*** Supplied material Section Begins ***
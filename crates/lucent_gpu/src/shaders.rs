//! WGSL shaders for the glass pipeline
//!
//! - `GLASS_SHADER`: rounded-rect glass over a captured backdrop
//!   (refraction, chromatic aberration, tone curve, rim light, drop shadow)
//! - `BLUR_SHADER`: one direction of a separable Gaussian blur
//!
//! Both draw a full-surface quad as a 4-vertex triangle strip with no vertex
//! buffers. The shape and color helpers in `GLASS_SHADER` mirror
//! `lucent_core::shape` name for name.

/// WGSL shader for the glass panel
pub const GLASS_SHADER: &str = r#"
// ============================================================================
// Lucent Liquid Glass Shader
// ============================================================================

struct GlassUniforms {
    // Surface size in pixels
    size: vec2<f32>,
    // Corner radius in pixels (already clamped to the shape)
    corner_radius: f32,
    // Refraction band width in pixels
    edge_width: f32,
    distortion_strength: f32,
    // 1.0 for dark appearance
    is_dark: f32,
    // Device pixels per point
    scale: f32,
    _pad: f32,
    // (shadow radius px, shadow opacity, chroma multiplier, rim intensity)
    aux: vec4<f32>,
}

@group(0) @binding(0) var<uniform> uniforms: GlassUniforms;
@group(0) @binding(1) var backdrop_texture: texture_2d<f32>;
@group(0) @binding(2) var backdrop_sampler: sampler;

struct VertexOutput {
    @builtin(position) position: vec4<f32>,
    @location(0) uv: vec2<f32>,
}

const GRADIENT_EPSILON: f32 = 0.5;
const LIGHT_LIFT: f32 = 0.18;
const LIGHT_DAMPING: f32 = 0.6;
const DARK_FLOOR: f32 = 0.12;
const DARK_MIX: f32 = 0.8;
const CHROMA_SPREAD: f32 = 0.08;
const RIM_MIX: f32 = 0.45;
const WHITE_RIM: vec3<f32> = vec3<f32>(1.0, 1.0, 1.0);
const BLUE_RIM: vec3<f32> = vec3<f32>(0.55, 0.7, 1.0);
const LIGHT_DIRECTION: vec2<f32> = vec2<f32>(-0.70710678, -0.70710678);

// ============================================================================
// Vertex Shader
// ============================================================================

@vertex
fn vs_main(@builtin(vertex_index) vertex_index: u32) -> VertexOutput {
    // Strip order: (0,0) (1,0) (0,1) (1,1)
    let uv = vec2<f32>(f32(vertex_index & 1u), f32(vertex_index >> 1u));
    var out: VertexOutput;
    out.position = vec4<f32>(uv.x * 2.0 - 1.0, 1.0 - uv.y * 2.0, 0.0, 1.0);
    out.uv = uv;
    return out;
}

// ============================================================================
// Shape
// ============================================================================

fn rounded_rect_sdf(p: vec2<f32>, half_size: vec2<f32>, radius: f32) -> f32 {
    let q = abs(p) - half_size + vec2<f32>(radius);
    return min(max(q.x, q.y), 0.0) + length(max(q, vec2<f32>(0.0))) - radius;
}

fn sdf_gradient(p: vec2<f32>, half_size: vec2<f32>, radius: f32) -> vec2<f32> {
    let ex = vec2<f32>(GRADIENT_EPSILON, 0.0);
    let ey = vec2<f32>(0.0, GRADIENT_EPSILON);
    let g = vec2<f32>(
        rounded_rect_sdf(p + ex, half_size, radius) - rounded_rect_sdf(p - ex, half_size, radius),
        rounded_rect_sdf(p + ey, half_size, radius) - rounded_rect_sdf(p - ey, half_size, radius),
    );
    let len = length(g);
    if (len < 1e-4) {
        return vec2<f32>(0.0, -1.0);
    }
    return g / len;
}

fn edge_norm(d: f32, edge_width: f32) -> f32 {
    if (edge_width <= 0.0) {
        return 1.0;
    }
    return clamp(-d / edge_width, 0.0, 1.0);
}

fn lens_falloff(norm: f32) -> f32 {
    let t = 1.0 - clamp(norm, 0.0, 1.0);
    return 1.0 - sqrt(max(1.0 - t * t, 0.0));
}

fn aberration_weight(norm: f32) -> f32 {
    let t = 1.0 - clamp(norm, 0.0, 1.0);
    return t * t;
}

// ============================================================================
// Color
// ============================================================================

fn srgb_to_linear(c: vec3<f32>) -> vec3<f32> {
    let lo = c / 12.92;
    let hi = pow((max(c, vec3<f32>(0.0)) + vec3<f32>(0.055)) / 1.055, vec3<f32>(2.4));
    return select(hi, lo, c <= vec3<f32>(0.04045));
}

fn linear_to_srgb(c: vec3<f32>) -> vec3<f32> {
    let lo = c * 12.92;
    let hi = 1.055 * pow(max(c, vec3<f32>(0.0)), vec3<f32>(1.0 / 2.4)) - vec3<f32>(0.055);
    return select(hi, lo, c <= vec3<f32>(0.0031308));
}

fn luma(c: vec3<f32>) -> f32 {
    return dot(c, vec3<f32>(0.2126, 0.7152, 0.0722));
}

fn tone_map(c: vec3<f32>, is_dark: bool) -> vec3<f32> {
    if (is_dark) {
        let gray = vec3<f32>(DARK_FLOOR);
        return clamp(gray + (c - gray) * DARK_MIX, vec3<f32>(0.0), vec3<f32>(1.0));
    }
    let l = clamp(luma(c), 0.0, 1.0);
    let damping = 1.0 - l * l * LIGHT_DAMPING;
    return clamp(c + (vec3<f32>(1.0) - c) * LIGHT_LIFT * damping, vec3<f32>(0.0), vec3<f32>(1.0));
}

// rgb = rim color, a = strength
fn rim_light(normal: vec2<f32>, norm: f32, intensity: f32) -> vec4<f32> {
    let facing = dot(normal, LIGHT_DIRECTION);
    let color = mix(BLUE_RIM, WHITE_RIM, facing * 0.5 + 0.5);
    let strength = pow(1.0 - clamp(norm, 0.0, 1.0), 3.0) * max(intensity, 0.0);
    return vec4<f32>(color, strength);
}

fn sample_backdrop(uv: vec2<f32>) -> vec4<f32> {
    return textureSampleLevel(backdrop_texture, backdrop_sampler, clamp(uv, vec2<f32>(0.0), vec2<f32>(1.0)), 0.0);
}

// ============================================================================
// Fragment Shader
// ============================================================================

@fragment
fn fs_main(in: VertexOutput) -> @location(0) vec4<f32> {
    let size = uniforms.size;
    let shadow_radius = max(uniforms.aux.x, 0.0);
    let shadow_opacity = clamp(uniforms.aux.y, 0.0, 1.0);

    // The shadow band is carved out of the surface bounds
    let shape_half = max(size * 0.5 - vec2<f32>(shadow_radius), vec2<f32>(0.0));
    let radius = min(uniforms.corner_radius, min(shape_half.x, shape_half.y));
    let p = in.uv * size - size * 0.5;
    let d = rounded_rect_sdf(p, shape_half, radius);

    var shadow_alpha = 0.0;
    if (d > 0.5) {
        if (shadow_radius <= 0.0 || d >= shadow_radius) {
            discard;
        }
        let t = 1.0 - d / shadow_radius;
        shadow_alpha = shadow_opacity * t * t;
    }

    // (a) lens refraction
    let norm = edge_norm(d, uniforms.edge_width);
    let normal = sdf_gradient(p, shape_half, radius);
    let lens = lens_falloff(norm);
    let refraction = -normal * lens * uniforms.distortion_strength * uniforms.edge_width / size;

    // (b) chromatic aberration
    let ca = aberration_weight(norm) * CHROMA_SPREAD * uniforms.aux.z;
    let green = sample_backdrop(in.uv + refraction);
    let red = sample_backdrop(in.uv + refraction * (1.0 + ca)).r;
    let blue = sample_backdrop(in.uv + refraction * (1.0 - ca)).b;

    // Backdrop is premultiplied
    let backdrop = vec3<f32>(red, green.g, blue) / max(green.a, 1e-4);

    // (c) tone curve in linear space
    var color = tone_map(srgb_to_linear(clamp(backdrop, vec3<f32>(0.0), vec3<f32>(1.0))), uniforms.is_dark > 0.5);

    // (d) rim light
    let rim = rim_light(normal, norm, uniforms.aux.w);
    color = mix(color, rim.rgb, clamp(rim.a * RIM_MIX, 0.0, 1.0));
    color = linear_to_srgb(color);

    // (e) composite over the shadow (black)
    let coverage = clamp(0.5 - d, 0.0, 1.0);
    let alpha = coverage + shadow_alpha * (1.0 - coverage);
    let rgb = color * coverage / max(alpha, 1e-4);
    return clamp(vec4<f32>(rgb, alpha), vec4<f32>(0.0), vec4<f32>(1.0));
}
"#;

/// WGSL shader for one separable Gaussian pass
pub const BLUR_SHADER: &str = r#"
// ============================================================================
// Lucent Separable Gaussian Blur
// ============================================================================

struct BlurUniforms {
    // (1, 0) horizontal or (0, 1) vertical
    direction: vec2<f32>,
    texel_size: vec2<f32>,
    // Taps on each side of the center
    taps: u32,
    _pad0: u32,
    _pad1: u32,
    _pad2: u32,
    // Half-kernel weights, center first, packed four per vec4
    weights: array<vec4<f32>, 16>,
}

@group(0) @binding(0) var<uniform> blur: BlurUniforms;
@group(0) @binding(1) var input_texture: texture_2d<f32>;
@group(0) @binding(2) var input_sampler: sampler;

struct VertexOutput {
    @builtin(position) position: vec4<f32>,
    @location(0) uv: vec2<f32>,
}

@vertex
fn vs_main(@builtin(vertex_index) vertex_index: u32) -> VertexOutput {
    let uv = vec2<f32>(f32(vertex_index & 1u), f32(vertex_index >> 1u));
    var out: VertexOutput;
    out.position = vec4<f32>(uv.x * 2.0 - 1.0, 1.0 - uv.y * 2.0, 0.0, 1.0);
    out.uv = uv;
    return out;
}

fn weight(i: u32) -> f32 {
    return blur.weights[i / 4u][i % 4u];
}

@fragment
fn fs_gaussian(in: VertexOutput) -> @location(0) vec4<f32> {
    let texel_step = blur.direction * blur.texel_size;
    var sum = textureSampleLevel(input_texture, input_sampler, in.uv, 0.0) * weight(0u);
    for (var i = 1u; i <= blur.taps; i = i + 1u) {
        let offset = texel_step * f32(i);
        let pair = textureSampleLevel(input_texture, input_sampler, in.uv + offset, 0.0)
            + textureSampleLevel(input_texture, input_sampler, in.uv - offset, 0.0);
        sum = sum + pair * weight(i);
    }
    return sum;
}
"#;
*** Supplied material Section Ends ***
*** Supplied material Section Begins ***
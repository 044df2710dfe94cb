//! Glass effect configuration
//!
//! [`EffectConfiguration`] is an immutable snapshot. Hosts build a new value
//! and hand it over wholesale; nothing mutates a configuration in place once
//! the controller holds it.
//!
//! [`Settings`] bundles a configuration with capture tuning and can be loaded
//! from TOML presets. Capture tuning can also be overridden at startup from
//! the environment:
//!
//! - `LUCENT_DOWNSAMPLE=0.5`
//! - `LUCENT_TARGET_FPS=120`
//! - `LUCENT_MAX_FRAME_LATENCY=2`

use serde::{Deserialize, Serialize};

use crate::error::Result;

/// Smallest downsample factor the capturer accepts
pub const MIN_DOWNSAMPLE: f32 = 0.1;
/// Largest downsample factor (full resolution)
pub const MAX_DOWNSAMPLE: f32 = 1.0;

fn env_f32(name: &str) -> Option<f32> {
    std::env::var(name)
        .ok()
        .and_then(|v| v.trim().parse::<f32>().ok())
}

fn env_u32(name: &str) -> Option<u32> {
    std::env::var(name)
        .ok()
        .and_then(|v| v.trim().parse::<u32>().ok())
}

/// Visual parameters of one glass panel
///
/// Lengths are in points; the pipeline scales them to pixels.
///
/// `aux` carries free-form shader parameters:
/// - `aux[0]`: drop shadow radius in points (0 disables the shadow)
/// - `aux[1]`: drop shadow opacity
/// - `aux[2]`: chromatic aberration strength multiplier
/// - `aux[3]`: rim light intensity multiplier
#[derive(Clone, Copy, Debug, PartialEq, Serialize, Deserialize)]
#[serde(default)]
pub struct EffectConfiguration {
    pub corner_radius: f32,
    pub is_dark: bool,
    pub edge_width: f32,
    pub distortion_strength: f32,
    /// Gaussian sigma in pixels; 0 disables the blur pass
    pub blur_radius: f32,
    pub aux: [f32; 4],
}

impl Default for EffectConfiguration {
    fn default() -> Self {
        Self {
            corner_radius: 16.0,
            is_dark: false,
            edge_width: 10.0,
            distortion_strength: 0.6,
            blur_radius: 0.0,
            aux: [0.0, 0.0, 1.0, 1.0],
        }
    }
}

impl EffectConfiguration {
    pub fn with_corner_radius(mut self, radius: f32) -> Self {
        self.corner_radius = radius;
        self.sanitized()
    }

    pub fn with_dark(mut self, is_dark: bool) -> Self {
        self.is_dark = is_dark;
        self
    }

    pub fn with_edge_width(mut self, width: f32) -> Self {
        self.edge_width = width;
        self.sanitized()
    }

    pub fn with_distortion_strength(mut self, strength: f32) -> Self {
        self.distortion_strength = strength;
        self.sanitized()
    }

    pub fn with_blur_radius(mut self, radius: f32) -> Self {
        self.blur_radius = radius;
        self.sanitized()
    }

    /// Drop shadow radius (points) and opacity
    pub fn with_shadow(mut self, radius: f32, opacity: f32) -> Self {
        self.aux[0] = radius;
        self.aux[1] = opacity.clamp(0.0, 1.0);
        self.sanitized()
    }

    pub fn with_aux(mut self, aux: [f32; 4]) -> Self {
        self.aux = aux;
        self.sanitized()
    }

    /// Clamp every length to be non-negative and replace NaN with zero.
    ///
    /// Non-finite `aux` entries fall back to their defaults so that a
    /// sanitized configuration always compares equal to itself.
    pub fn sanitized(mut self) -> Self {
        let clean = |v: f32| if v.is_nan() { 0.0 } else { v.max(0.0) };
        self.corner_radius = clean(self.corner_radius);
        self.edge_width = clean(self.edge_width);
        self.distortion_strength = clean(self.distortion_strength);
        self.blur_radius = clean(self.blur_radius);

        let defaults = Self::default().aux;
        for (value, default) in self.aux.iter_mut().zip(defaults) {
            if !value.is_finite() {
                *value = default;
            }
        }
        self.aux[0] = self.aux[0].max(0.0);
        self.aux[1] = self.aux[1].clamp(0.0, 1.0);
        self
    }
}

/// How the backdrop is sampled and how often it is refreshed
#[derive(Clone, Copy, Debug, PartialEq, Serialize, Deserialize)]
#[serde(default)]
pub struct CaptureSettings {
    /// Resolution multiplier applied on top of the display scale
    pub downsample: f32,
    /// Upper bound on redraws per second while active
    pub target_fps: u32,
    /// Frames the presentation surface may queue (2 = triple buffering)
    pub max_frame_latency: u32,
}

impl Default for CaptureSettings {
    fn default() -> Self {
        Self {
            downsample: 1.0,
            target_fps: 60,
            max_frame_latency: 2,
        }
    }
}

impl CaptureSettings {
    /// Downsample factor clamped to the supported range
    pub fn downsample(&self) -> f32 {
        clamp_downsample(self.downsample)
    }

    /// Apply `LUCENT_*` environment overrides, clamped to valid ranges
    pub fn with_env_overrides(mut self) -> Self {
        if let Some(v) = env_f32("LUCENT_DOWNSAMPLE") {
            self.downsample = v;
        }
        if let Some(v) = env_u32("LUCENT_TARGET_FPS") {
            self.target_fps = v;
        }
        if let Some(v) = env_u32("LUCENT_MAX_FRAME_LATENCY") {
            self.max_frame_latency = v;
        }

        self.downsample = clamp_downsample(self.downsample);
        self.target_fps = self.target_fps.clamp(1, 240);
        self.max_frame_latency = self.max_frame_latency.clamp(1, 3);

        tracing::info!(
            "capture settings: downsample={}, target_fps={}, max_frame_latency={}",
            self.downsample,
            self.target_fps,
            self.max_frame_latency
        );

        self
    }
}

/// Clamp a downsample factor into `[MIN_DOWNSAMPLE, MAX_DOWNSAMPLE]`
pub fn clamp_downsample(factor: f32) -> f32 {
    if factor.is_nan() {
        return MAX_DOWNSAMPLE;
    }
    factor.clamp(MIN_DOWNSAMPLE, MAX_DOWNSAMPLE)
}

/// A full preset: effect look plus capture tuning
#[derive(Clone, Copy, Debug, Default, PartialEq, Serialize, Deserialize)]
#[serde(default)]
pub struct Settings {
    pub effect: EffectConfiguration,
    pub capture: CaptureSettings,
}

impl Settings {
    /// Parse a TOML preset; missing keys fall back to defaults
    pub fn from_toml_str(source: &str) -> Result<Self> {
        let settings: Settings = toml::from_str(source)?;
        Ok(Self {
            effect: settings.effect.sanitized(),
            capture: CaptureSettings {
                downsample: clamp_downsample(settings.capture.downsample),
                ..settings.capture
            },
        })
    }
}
*** Supplied material Section Ends ***
» Exercise goal
The lines in the records above that include the word "textureSampleLevel" must be copied out.

» Task answer
    return textureSampleLevel(backdrop_texture, backdrop_sampler, clamp(uv, vec2<f32>(0.0), vec2<f32>(1.0)), 0.0);
    var sum = textureSampleLevel(input_texture, input_sampler, in.uv, 0.0) * weight(0u);
        let pair = textureSampleLevel(input_texture, input_sampler, in.uv + offset, 0.0)
            + textureSampleLevel(input_texture, input_sampler, in.uv - offset, 0.0);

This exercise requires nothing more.